Severed pieces of planarian behave like a whole animal

  • Planarian is a free-living flatworm known for its soft, broad, leaf-shaped ciliated body and a three-branched digestive tract.[3]
  • Planarian is well-known for its regeneration capabilities.
  • The behaviors of freshwater planarians have been extensively studied for many years.
  • Planarian behavior has been used to study the animal’s development, regeneration, molecular evolution, memory, and many more.
  • The nervous system of the planarian is one of the simplest of bilaterally symmetric animals.
  • Bilateral symmetry is an animal with body shapes that are mirror images along a midline, such as a butterfly.[1]
  • Planarian has an anterior brain connected to ventral nerve cords interconnected by multiple commissures.
  • Commissures are nerve tissues that connect the hemispheres of the brain and the two sides of the spinal cord.[2]
  • Researchers found that when an intact planarian is stimulated by mechanical means and electromagnetic radiation, the head turns, the tail contracts, and the trunk elongates.
  • When the planarian was cut into three pieces, the front of the headless middle part behaved like the head and started to turn instead of elongating.
  • Additionally, the end of the head and midbody sometimes contracts instead of elongating.
  • Each of the body pieces seems to behave like a whole animal.

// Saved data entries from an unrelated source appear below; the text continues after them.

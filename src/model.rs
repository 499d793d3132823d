use crate::error::{CardError, CardResult};

/// Read-only view of one project as the data layer hands it over. The
/// renderer never mutates or writes back.
#[derive(Clone, Debug, serde::Serialize, serde::Deserialize)]
pub struct ProjectSnapshot {
    pub slug: String,
    pub title: String,
    #[serde(default)]
    pub description: String,
    pub status: ProjectStatus,
    #[serde(default)]
    pub roles: Vec<RoleBadge>,
    #[serde(default)]
    pub stack: Vec<String>,
}

/// One open role on a project: `slug` keys the badge palette, `name` is the
/// label drawn inside the pill.
#[derive(Clone, Debug, serde::Serialize, serde::Deserialize)]
pub struct RoleBadge {
    pub slug: String,
    pub name: String,
}

/// Project lifecycle. Only `active` projects are publicly listed, so only
/// they get a preview card.
#[derive(Clone, Copy, Debug, PartialEq, Eq, serde::Serialize, serde::Deserialize)]
#[serde(rename_all = "lowercase")]
pub enum ProjectStatus {
    Pending,
    Active,
    Hidden,
    Rejected,
}

impl ProjectSnapshot {
    pub fn validate(&self) -> CardResult<()> {
        if self.slug.trim().is_empty() {
            return Err(CardError::invalid("slug must be non-empty"));
        }
        if self.title.trim().is_empty() {
            return Err(CardError::invalid("title must be non-empty"));
        }
        for role in &self.roles {
            if role.name.trim().is_empty() {
                return Err(CardError::invalid(format!(
                    "role '{}' has an empty display name",
                    role.slug
                )));
            }
        }
        Ok(())
    }

    pub fn is_eligible(&self) -> bool {
        self.status == ProjectStatus::Active
    }
}

/// Immutable input of one render call. Constructed only from an eligible
/// snapshot and never mutated afterwards.
#[derive(Clone, Debug)]
pub struct RenderRequest {
    pub title: String,
    pub description: String,
    pub roles: Vec<RoleBadge>,
    pub stack: Vec<String>,
}

impl RenderRequest {
    /// Gate + conversion. Projects that are not publicly listed fail with
    /// the not-found outcome before any pixel work happens.
    pub fn from_snapshot(snapshot: &ProjectSnapshot) -> CardResult<Self> {
        snapshot.validate()?;
        if !snapshot.is_eligible() {
            tracing::debug!(
                slug = %snapshot.slug,
                status = ?snapshot.status,
                "project not eligible for a preview card"
            );
            return Err(CardError::not_found(format!(
                "project '{}' is not active",
                snapshot.slug
            )));
        }
        Ok(Self {
            title: snapshot.title.clone(),
            description: snapshot.description.clone(),
            roles: snapshot.roles.clone(),
            stack: snapshot.stack.clone(),
        })
    }
}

  • The results suggest that the planarian nervous system can quickly reorganize to fix functional problems complementing the slower regeneration processes.
  • The reorganization allows the planarian to survive while regenerating the other tissues.


Le, D., Sabry, Z., Chandra, A., Kristan, W. B., 3rd, Collins, E. S., & Kristan, W. B., Jr (2021). Planarian fragments behave as whole animals. Current biology : CB31(22), 5111–5117.e4.